No mágico mundo das startups, agir racionalmente é um defeito e quanto mais atraente for o seu "pitch", quanto mais assertividade e segurança você transmitir, melhor. Obviamente, investidores conservadores exigem mais informações, mas, cedo ou tarde, vieses cognitivos e o medo de ficar de fora falam mais alto e vemos instituições financeiras, dolosa ou culposamente, aportando recursos em projetos duvidosos, com demonstrações financeiras maquiadas e projeções exageradas. No futuro, muitos vão se perguntar como tal loucura foi possível, mas quem testemunha um mercado eufórico sabe que não é difícil vender os "ativos" mais inusitados – veja-se a meme stocks e a meme coins, por exemplo.

Na primeira semana de 2022, sete anos após ter sido denunciada, Elizabeth Holmes foi condenada.
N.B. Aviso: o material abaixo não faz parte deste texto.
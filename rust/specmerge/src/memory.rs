//! Memory governance: bounded, best-effort eviction of auxiliary caches
//! when the process approaches a configured high-water mark.

use std::sync::Arc;
use tracing::{
    info,
    warn,
};

/// A cache the governor may shrink between batches.
pub trait EvictableCache: Send + Sync {
    fn name(&self) -> &'static str;
    fn len(&self) -> usize;
    /// Drop up to `count` entries; returns how many were actually dropped.
    fn evict(&self, count: usize) -> usize;
    fn is_empty(&self) -> bool {
        self.len() == 0
    }
}

#[derive(Debug, Clone, Copy, PartialEq)]
pub struct MemoryUsage {
    pub rss_bytes: u64,
    pub total_bytes: u64,
    pub available_bytes: u64,
}

impl MemoryUsage {
    pub fn used_fraction(&self) -> f64 {
        if self.total_bytes == 0 {
            return 0.0;
        }
        self.rss_bytes as f64 / self.total_bytes as f64
    }
}

/// Source of memory readings. Separated from the governor so tests can
/// simulate pressure without touching the host.
pub trait MemoryProbe: Send + Sync {
    fn usage(&self) -> Option<MemoryUsage>;
}

/// Reads `VmRSS` from `/proc/self/status` and totals from `/proc/meminfo`.
#[derive(Debug, Default, Clone, Copy)]
pub struct ProcMemoryProbe;

/// Parse a `kB` line of the form `Key:   12345 kB` into bytes.
fn parse_kb_line(content: &str, key: &str) -> Option<u64> {
    for line in content.lines() {
        if let Some(rest) = line.strip_prefix(key) {
            let rest = rest.trim_start_matches(':').trim();
            if let Some(kb) = rest.split_whitespace().next() {
                if let Ok(kb) = kb.parse::<u64>() {
                    return Some(kb * 1024);
                }
            }
        }
    }
    None
}

/// Parse resident set size in bytes from `/proc/self/status` content.
pub fn parse_rss_bytes(status_content: &str) -> Option<u64> {
    parse_kb_line(status_content, "VmRSS")
}

/// Parse `(total, available)` bytes from `/proc/meminfo` content.
pub fn parse_meminfo_bytes(meminfo_content: &str) -> Option<(u64, u64)> {
    let total = parse_kb_line(meminfo_content, "MemTotal")?;
    let available = parse_kb_line(meminfo_content, "MemAvailable")?;
    Some((total, available))
}

impl MemoryProbe for ProcMemoryProbe {
    fn usage(&self) -> Option<MemoryUsage> {
        let status = std::fs::read_to_string("/proc/self/status").ok()?;
        let meminfo = std::fs::read_to_string("/proc/meminfo").ok()?;
        let rss_bytes = parse_rss_bytes(&status)?;
        let (total_bytes, available_bytes) = parse_meminfo_bytes(&meminfo)?;
        Some(MemoryUsage {
            rss_bytes,
            total_bytes,
            available_bytes,
        })
    }
}

/// Outcome of one governor check.
#[derive(Debug, Clone, Copy, PartialEq)]
pub enum PressureState {
    /// Below the high-water mark; nothing done.
    Ok,
    /// Above the mark; caches were shrunk by `evicted` entries total.
    Evicted { evicted: usize },
    /// Above the mark with nothing left to evict. The caller should cancel
    /// the run and report the condition.
    Critical {
        used_bytes: u64,
        available_bytes: u64,
    },
}

/// Monitors process memory and shrinks registered caches proportionally
/// when usage exceeds the high-water fraction of total memory.
///
/// Eviction is best effort and never fatal by itself; only persistent
/// pressure with empty caches is surfaced as [`PressureState::Critical`].
pub struct MemoryGovernor {
    probe: Box<dyn MemoryProbe>,
    high_water_fraction: f64,
    caches: Vec<Arc<dyn EvictableCache>>,
}

impl MemoryGovernor {
    pub fn new(probe: Box<dyn MemoryProbe>, high_water_fraction: f64) -> Self {
        Self {
            probe,
            high_water_fraction,
            caches: Vec::new(),
        }
    }

    pub fn with_default_probe(high_water_fraction: f64) -> Self {
        Self::new(Box::new(ProcMemoryProbe), high_water_fraction)
    }

    pub fn register(&mut self, cache: Arc<dyn EvictableCache>) {
        self.caches.push(cache);
    }

    /// Fraction of cache entries to drop for the observed overshoot,
    /// capped at 100%.
    fn eviction_fraction(&self, usage: &MemoryUsage) -> f64 {
        let high_water_bytes = self.high_water_fraction * usage.total_bytes as f64;
        let overshoot = usage.rss_bytes as f64 - high_water_bytes;
        if overshoot <= 0.0 {
            return 0.0;
        }
        // Free twice the overshoot, assuming entries release memory roughly
        // uniformly. Over-eviction only costs cache refills.
        (2.0 * overshoot / usage.rss_bytes as f64).min(1.0)
    }

    pub fn check(&self) -> PressureState {
        let Some(usage) = self.probe.usage() else {
            return PressureState::Ok;
        };
        let fraction = self.eviction_fraction(&usage);
        if fraction <= 0.0 {
            return PressureState::Ok;
        }

        let mut evicted_total = 0usize;
        for cache in &self.caches {
            let len = cache.len();
            if len == 0 {
                continue;
            }
            let count = ((len as f64 * fraction).ceil() as usize).min(len);
            let evicted = cache.evict(count);
            evicted_total += evicted;
            info!(
                "Memory governor evicted {}/{} entries from {}",
                evicted,
                len,
                cache.name()
            );
        }

        if evicted_total == 0 {
            warn!(
                "Memory pressure with empty caches: rss {} / total {} bytes",
                usage.rss_bytes, usage.total_bytes
            );
            return PressureState::Critical {
                used_bytes: usage.rss_bytes,
                available_bytes: usage.available_bytes,
            };
        }
        PressureState::Evicted {
            evicted: evicted_total,
        }
    }
}
pub mod coordinator;
mod outcome;

use crate::input_map::InputMap;
use crate::stats::ImportStatsSnapshot;

pub use coordinator::ImportCoordinator;

/// What a finished (or canceled) run hands back to the host.
#[derive(Debug, Clone)]
pub struct RunReport {
    /// False when the run was canceled before draining every file.
    pub completed: bool,
    pub stats: ImportStatsSnapshot,
    pub input_map: InputMap,
}
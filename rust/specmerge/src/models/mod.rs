pub mod advocate;
pub mod assumption;
pub mod modification;
pub mod spectrum_match;

pub use advocate::{
    Advocate,
    AdvocateId,
};
pub use assumption::{
    ModificationMatch,
    PeptideAssumption,
    ProteinHit,
    TagAssumption,
    UNKNOWN_MODIFICATION,
};
pub use modification::{
    ModificationCatalog,
    ModificationEntry,
    SiteSpecificity,
};
pub use spectrum_match::{
    SpectrumKey,
    SpectrumMatch,
};
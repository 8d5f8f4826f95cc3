use super::config::{
    Config,
    OutputConfig,
};
use super::errors::CliError;
use indicatif::{
    ProgressIterator,
    ProgressStyle,
};
use specmerge::data_sources::{
    ResultFile,
    SequenceIndex,
};
use specmerge::models::ModificationCatalog;
use specmerge::store::{
    IdentificationStore,
    InMemoryStore,
};
use specmerge::{
    ImportCoordinator,
    RunReport,
};
use serde::Serialize;
use std::path::Path;
use std::sync::Arc;
use std::time::Instant;
use tracing::info;

fn write_json<T: Serialize>(data: &T, path: &Path) -> Result<(), CliError> {
    let file = std::fs::File::create(path).map_err(|e| CliError::Io {
        source: e.to_string(),
        path: Some(path.to_string_lossy().to_string()),
    })?;
    serde_json::to_writer_pretty(file, data).map_err(|e| CliError::Io {
        source: e.to_string(),
        path: Some(path.to_string_lossy().to_string()),
    })
}

pub fn process(config: Config, output: &OutputConfig) -> Result<RunReport, CliError> {
    let index_config = config.sequence_index.as_ref().ok_or(CliError::Config {
        source: "No sequence index provided, please provide one in either the config file or with the --sequence-index flag".to_string(),
    })?;
    let index = SequenceIndex::from_file(&index_config.path, &index_config.decoy_tag)?;
    info!(
        "Loaded sequence index with {} proteins from {}",
        index.len(),
        index_config.path.display()
    );

    let style = ProgressStyle::with_template(
        "{spinner:.green} [{elapsed_precise}] [{wide_bar:.cyan/blue}] {pos}/{len} ({eta})",
    )
    .unwrap();
    let start = Instant::now();
    let mut files = Vec::with_capacity(config.result_files.len());
    for path in config.result_files.iter().progress_with_style(style) {
        files.push(ResultFile::from_file(path)?);
    }
    let nspectra: usize = files.iter().map(|f| f.matches.len()).sum();
    info!(
        "Decoded {} result files ({} spectrum matches) in {:?}",
        files.len(),
        nspectra,
        start.elapsed()
    );

    let catalog = ModificationCatalog::new(config.modifications.clone());
    let store = Arc::new(InMemoryStore::new());
    let coordinator = ImportCoordinator::new(config.import, catalog, index, store.clone());
    let report = coordinator.run(files)?;

    write_json(&store.all_matches(), &output.directory.join("matches.json"))?;
    write_json(&report.input_map, &output.directory.join("input_map.json"))?;
    write_json(&report.stats, &output.directory.join("summary.json"))?;
    println!("{}", report.stats.summary());
    println!(
        "Consolidated {} spectra into {} records in {:?}",
        nspectra,
        store.len(),
        start.elapsed()
    );
    Ok(report)
}
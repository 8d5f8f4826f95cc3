mod cli;
mod config;
mod errors;
mod processing;

use clap::Parser;
use tracing::info;
use tracing::level_filters::LevelFilter;
use tracing_subscriber::EnvFilter;

use cli::Cli;
use config::{
    Config,
    OutputConfig,
    SequenceIndexConfig,
};

fn main() -> std::result::Result<(), errors::CliError> {
    // Initialize logging
    tracing_subscriber::fmt()
        .with_env_filter(
            EnvFilter::builder()
                .with_default_directive(LevelFilter::INFO.into())
                .from_env_lossy(),
        ) // This uses RUST_LOG environment variable
        .init();

    // Parse command line arguments
    let args = Cli::parse();

    // Load and parse configuration
    let conf = match std::fs::File::open(args.config.clone()) {
        Ok(x) => x,
        Err(e) => {
            return Err(errors::CliError::Io {
                source: e.to_string(),
                path: Some(args.config.to_string_lossy().to_string()),
            });
        }
    };
    let config: Result<Config, _> = serde_json::from_reader(conf);
    let mut config = match config {
        Ok(x) => x,
        Err(e) => {
            return Err(errors::CliError::ParseError { msg: e.to_string() });
        }
    };

    // Override config with command line arguments if provided
    if !args.result_file.is_empty() {
        config.result_files = args.result_file;
    }
    if config.result_files.is_empty() {
        return Err(errors::CliError::Config {
            source: "No result files provided, please provide them in either the config file or with the --result-file flag".to_string(),
        });
    }
    if let Some(sequence_index) = args.sequence_index {
        config.sequence_index = Some(SequenceIndexConfig {
            path: sequence_index,
            decoy_tag: config
                .sequence_index
                .map(|c| c.decoy_tag)
                .unwrap_or_else(|| "rev_".to_string()),
        });
    }
    if let Some(threads) = args.threads {
        config.import.threads = threads;
    }
    if let Some(output_dir) = args.output_dir {
        config.output = Some(OutputConfig {
            directory: output_dir,
        });
    }

    let output_config = match config.output {
        Some(ref x) => x.clone(),
        None => {
            return Err(errors::CliError::Config {
                source: "No output directory provided, please provide one in either the config file or with the --output-dir flag".to_string(),
            });
        }
    };
    info!("Parsed configuration: {:#?}", config.clone());

    match std::fs::create_dir_all(&output_config.directory) {
        Ok(_) => println!("Created output directory"),
        Err(e) => {
            return Err(errors::CliError::Io {
                source: e.to_string(),
                path: Some(output_config.directory.to_string_lossy().to_string()),
            });
        }
    };

    let report = processing::process(config, &output_config)?;
    if !report.completed {
        return Err(errors::CliError::Canceled);
    }
    Ok(())
}
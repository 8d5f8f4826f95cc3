//! Run-level import statistics: per-reason rejection counters and the
//! operator-facing summary. High-volume filter rejections are counted,
//! never logged per occurrence.

use crate::filter::RejectReason;
use serde::Serialize;
use std::sync::atomic::{
    AtomicUsize,
    Ordering,
};

fn reason_index(reason: RejectReason) -> usize {
    RejectReason::ALL
        .iter()
        .position(|r| *r == reason)
        .expect("Reason missing from RejectReason::ALL")
}

/// Counters shared by all workers; increments are atomic, the snapshot is
/// taken after the run completes.
#[derive(Debug, Default)]
pub struct ImportStats {
    rejections: [AtomicUsize; RejectReason::ALL.len()],
    retained: AtomicUsize,
    secondary_hits: AtomicUsize,
    eviction_rounds: AtomicUsize,
}

impl ImportStats {
    pub fn new() -> Self {
        Self::default()
    }

    pub fn record_rejection(&self, reason: RejectReason) {
        self.rejections[reason_index(reason)].fetch_add(1, Ordering::Relaxed);
    }

    pub fn record_rejections(&self, reason: RejectReason, count: usize) {
        if count > 0 {
            self.rejections[reason_index(reason)].fetch_add(count, Ordering::Relaxed);
        }
    }

    pub fn record_retained(&self) {
        self.retained.fetch_add(1, Ordering::Relaxed);
    }

    pub fn record_secondary_hits(&self, count: usize) {
        if count > 0 {
            self.secondary_hits.fetch_add(count, Ordering::Relaxed);
        }
    }

    pub fn record_eviction_round(&self) {
        self.eviction_rounds.fetch_add(1, Ordering::Relaxed);
    }

    pub fn rejection_count(&self, reason: RejectReason) -> usize {
        self.rejections[reason_index(reason)].load(Ordering::Relaxed)
    }

    pub fn retained(&self) -> usize {
        self.retained.load(Ordering::Relaxed)
    }

    pub fn snapshot(&self) -> ImportStatsSnapshot {
        ImportStatsSnapshot {
            retained: self.retained.load(Ordering::Relaxed),
            secondary_hits: self.secondary_hits.load(Ordering::Relaxed),
            eviction_rounds: self.eviction_rounds.load(Ordering::Relaxed),
            rejections: RejectReason::ALL
                .iter()
                .map(|r| RejectionCount {
                    reason: r.label(),
                    count: self.rejection_count(*r),
                })
                .collect(),
        }
    }
}

#[derive(Debug, Clone, Serialize, PartialEq)]
pub struct RejectionCount {
    pub reason: &'static str,
    pub count: usize,
}

/// Immutable view of the counters, serialized into the run report.
#[derive(Debug, Clone, Serialize, PartialEq)]
pub struct ImportStatsSnapshot {
    pub retained: usize,
    pub secondary_hits: usize,
    pub eviction_rounds: usize,
    pub rejections: Vec<RejectionCount>,
}

impl ImportStatsSnapshot {
    pub fn total_rejected(&self) -> usize {
        self.rejections.iter().map(|r| r.count).sum()
    }

    /// Operator-facing summary with the rejection share per reason.
    pub fn summary(&self) -> String {
        let rejected = self.total_rejected();
        let mut out = format!(
            "{} PSMs retained, {} rejected, {} secondary hits",
            self.retained, rejected, self.secondary_hits
        );
        for r in self.rejections.iter().filter(|r| r.count > 0) {
            let share = 100.0 * r.count as f64 / rejected as f64;
            out.push_str(&format!("\n  {}: {} ({:.1}%)", r.reason, r.count, share));
        }
        if self.eviction_rounds > 0 {
            out.push_str(&format!(
                "\n  memory governor eviction rounds: {}",
                self.eviction_rounds
            ));
        }
        out
    }
}
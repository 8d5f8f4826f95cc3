use serde::{
    Deserialize,
    Serialize,
};

/// Numeric identifier of an identification algorithm (search engine or
/// de-novo tool) contributing candidate matches.
#[derive(
    Debug, Clone, Copy, PartialEq, Eq, Hash, PartialOrd, Ord, Serialize, Deserialize,
)]
pub struct AdvocateId(pub u32);

impl AdvocateId {
    pub const XTANDEM: AdvocateId = AdvocateId(1);
    pub const OMSSA: AdvocateId = AdvocateId(2);
    pub const MSGF: AdvocateId = AdvocateId(3);
    pub const MASCOT: AdvocateId = AdvocateId(4);
    pub const COMET: AdvocateId = AdvocateId(5);
    pub const NOVOR: AdvocateId = AdvocateId(20);
    pub const PEPNOVO: AdvocateId = AdvocateId(21);
    pub const DIRECTAG: AdvocateId = AdvocateId(22);
}

impl std::fmt::Display for AdvocateId {
    fn fmt(&self, f: &mut std::fmt::Formatter<'_>) -> std::fmt::Result {
        write!(f, "{}", self.0)
    }
}

/// An identification engine as declared by a decoded result file.
///
/// Files declare the engines they carry results for; an assumption that
/// references an undeclared advocate is a structural error of the input
/// (the run aborts, see the pipeline module).
#[derive(Debug, Clone, PartialEq, Eq, Serialize, Deserialize)]
pub struct Advocate {
    pub id: AdvocateId,
    pub name: String,
    #[serde(default)]
    pub version: Option<String>,
    /// True for de-novo tools that report tag assumptions.
    #[serde(default)]
    pub de_novo: bool,
}

impl Advocate {
    pub fn new(id: AdvocateId, name: &str) -> Self {
        Self {
            id,
            name: name.to_string(),
            version: None,
            de_novo: false,
        }
    }

    pub fn de_novo(id: AdvocateId, name: &str) -> Self {
        Self {
            id,
            name: name.to_string(),
            version: None,
            de_novo: true,
        }
    }
}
Seria mais uma empreendedora que tinha fé genuína no seu negócio ou uma sociopata disposta a fazer o que fosse necessário para ingressar na sala VIP do Vale do Silício?

A Theranos é mais um caso a ser estudado em sala de aula, a ser incluído nos livros que documentam os grandes golpes financeiros — que são usualmente ignorados, pois "desta vez é diferente". Quem perdeu dinheiro fica, como sempre, a ver navios.

A despeito de uma regulação complexa, de empresas de auditoria e de avaliação de riscos, de discursos efusivos sobre governança corporativa e compliance, só nos resta o desencanto de olhar com condescendência as vítimas e com perplexidade os grandes players que, após lamberem as feridas — para alguns, meros arranhões —, levantam-se para o próximo round de apostas.

Reguladores de todo o mundo parecem achar que são maestros, criando ordem no caos do mercado. Céticos ou cínicos dirão que não passam de espantalhos.
Assim como não conseguimos inventar um sistema político mais legítimo que a democracia, parece que não conseguimos pensar em uma forma alternativa de regular o mercado, que não seja o paradigma de um cartório de registro de companhias e ofertas, uma exigência meramente formal de informações, "administração profissional" e burocracia.

Enquanto não reconhecermos a ineficácia da proteção efetiva dos investidores em todo o mundo — para além de punições atrasadas e simbólicas de casos mais dramáticos — e não acreditarmos ser necessário repensar o sentido e o alcance da regulação do mercado, teremos um jogo de dados viciados. Tenha isso em mente ao decidir investir na bolsa e saiba que, exceto por esporádicos golpes de sorte, ainda irá se frustrar, mesmo tendo zerado as suas expectativas.

*Isac Costa é professor do Ibmec e do Insper e sócio do Warde Advogados.